- [TASK BRIEF]: Report all lines in the records that hold the string "Option".

(Collected data entries)
▼

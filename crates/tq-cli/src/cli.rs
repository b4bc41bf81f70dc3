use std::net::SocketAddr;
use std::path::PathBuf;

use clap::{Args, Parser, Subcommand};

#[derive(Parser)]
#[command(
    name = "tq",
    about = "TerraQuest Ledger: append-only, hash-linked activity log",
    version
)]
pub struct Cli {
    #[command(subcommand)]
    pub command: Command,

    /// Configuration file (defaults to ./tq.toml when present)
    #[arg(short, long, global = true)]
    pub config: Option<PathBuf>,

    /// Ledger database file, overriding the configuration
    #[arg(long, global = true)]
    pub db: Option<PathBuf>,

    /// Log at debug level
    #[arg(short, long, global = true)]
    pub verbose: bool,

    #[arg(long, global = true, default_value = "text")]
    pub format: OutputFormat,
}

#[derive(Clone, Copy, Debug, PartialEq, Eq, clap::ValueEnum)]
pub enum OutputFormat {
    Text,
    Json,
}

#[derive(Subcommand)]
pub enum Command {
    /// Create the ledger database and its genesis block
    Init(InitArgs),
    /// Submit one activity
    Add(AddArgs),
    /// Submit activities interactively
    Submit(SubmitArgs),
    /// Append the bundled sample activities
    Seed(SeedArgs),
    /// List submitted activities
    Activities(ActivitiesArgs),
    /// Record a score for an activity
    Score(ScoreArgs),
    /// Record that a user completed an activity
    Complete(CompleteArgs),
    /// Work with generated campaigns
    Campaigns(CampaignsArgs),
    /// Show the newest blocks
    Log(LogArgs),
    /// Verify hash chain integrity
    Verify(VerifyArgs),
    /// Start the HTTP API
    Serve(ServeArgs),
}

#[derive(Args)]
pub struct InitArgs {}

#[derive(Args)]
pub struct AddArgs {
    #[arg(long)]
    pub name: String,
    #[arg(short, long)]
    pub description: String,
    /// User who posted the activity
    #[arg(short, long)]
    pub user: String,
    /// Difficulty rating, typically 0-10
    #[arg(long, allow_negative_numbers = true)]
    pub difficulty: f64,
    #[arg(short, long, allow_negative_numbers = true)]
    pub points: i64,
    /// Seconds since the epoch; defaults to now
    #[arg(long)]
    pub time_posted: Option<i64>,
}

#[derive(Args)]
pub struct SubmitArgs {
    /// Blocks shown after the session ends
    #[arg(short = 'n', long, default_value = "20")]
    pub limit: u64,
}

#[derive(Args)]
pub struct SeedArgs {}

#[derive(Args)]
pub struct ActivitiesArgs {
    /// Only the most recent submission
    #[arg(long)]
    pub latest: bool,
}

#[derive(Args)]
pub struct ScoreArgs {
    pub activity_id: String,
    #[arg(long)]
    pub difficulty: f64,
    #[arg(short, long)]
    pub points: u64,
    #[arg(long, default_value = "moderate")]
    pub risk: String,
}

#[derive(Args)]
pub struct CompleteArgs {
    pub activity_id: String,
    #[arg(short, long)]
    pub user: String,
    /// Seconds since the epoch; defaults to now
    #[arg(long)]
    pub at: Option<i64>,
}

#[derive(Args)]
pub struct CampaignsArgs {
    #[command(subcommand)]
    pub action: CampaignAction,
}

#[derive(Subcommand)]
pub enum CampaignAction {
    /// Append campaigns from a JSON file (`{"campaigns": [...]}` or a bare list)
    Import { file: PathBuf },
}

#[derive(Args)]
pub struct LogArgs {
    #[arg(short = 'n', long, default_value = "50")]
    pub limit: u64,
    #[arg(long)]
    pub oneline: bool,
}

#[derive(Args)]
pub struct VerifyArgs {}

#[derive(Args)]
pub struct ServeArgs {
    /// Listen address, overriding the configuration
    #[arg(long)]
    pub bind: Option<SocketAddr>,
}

▲
▼

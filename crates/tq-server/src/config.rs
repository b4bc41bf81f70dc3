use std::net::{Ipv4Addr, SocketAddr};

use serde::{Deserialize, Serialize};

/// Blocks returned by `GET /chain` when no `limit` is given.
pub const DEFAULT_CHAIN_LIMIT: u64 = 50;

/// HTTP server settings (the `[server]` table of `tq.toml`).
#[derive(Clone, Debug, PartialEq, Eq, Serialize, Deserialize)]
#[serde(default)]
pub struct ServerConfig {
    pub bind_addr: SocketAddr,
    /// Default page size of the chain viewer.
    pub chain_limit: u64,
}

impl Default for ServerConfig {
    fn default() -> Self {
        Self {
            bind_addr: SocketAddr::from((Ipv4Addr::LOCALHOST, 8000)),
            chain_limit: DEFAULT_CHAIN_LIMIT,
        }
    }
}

▲
▼

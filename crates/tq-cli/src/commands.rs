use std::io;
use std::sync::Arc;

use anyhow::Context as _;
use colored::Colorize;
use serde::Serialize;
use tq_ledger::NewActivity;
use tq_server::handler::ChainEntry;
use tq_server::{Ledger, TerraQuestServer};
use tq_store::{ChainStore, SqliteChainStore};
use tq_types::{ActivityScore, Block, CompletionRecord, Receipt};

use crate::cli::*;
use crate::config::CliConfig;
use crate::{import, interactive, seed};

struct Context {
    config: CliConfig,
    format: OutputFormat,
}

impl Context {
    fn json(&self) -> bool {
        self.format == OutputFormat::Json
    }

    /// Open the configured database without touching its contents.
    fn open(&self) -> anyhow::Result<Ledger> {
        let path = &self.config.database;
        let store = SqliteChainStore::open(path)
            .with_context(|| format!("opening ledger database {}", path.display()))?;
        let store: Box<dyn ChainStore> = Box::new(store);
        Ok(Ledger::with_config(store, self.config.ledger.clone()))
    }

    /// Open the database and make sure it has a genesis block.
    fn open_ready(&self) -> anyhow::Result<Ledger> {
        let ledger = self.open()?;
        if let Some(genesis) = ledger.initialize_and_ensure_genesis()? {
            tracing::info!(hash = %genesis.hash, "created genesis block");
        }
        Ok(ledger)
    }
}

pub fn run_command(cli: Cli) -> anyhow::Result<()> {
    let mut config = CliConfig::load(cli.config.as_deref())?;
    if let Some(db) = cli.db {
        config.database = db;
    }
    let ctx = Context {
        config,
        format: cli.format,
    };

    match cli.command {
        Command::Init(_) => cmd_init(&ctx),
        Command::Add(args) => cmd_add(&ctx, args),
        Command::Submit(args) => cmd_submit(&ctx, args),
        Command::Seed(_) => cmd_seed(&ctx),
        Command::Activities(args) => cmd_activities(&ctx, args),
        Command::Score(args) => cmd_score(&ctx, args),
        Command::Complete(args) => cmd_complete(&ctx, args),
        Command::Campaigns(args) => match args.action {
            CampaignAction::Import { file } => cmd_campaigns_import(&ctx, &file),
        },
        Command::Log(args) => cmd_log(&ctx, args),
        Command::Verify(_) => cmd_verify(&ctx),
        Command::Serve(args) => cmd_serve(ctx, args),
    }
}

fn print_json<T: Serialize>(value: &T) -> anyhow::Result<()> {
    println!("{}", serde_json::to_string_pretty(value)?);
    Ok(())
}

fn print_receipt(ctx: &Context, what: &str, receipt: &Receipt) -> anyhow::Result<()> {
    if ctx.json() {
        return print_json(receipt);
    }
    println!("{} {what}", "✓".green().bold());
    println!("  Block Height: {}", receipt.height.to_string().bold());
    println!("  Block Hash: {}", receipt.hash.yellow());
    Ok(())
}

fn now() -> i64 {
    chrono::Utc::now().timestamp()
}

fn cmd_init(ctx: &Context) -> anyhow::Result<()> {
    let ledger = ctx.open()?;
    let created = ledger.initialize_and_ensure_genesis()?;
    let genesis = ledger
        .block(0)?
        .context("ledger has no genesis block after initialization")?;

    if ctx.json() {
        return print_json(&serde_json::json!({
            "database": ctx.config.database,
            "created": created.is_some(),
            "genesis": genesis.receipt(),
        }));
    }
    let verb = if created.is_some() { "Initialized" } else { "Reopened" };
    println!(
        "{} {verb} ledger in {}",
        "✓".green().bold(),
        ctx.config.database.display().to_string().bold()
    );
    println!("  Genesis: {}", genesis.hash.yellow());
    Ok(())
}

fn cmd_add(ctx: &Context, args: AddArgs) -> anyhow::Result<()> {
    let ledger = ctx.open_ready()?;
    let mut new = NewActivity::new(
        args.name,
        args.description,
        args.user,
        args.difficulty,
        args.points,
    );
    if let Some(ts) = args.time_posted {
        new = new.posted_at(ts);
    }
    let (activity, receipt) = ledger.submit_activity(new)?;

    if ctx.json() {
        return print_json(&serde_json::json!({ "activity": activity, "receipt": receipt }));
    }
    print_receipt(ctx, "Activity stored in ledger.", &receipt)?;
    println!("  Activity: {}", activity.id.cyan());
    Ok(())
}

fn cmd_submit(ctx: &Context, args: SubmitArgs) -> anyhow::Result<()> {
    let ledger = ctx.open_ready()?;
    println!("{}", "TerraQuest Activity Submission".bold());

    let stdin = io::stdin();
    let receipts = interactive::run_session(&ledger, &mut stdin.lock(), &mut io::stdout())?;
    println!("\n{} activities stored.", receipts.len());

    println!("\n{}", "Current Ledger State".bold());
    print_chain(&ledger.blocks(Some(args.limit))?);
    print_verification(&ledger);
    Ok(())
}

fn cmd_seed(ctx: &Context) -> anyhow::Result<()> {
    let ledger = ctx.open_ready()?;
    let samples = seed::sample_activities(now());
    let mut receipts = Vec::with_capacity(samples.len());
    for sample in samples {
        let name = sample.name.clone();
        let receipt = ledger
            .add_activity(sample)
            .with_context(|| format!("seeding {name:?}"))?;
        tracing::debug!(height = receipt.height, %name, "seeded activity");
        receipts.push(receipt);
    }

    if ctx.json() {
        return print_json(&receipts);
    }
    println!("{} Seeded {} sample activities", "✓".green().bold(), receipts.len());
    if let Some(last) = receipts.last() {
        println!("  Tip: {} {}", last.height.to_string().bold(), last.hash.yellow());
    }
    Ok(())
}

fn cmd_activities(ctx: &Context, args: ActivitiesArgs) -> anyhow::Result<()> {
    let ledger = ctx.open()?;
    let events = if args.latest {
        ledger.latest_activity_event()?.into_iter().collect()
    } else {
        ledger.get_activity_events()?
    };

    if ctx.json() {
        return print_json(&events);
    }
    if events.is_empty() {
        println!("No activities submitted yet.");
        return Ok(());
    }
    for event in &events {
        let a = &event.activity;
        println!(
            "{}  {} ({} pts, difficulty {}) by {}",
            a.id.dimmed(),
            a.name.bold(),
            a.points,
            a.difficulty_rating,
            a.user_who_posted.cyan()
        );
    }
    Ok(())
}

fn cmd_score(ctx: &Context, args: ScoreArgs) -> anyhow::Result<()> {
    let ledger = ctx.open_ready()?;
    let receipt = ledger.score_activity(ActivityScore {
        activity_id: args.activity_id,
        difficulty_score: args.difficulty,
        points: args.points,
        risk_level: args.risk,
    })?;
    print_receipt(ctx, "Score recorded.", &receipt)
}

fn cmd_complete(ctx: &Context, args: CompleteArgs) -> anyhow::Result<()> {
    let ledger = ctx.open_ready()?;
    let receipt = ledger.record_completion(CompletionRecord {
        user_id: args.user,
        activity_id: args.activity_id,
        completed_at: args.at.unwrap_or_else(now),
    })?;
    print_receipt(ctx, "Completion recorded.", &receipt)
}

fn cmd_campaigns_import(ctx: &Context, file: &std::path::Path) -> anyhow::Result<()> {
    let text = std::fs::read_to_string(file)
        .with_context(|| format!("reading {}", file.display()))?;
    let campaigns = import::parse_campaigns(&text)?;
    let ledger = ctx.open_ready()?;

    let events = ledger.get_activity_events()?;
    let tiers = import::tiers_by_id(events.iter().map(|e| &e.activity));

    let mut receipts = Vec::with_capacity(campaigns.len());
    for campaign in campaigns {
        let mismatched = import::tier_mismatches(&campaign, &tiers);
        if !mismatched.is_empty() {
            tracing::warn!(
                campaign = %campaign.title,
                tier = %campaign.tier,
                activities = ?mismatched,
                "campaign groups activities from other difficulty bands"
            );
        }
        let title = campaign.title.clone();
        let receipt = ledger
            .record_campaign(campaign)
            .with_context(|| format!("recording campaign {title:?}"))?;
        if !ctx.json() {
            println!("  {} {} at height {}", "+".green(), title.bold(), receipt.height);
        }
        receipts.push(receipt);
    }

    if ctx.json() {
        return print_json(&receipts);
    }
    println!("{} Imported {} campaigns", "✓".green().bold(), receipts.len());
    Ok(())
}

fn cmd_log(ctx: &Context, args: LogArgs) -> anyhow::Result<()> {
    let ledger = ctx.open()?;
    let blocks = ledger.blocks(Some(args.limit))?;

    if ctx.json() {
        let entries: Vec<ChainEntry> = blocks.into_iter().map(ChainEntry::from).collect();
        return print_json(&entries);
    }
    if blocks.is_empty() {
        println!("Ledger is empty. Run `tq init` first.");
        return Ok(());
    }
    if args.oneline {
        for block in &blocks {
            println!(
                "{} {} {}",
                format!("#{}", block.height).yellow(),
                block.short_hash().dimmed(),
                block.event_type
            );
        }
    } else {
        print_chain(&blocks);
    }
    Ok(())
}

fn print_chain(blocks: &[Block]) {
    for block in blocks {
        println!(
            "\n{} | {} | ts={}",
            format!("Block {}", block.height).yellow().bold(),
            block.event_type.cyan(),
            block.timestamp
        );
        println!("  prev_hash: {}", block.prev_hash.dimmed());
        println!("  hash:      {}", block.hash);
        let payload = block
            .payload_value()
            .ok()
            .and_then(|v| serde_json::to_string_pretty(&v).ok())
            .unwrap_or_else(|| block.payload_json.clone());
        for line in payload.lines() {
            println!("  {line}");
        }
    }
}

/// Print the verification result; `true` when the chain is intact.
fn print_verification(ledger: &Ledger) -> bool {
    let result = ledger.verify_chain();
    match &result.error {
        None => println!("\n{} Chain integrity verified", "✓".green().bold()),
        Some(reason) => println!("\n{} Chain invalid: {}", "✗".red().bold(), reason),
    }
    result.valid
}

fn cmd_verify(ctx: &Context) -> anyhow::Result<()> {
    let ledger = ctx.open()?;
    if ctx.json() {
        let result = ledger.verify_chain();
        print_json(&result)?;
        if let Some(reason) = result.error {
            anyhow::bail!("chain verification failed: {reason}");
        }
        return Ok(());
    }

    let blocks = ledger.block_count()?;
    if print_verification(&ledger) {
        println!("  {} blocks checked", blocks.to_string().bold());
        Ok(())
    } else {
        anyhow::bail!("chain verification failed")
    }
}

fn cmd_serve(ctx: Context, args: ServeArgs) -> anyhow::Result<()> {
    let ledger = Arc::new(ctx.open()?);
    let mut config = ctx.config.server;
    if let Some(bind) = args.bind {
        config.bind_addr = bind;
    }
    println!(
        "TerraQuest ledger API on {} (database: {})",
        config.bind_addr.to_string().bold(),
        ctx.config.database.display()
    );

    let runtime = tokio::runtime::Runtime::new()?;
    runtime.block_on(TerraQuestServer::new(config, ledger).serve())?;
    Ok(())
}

▲

- [SOLVED PROBLEM]:
    pub config: Option<PathBuf>,
    pub db: Option<PathBuf>,
    pub time_posted: Option<i64>,
    pub at: Option<i64>,
    pub bind: Option<SocketAddr>,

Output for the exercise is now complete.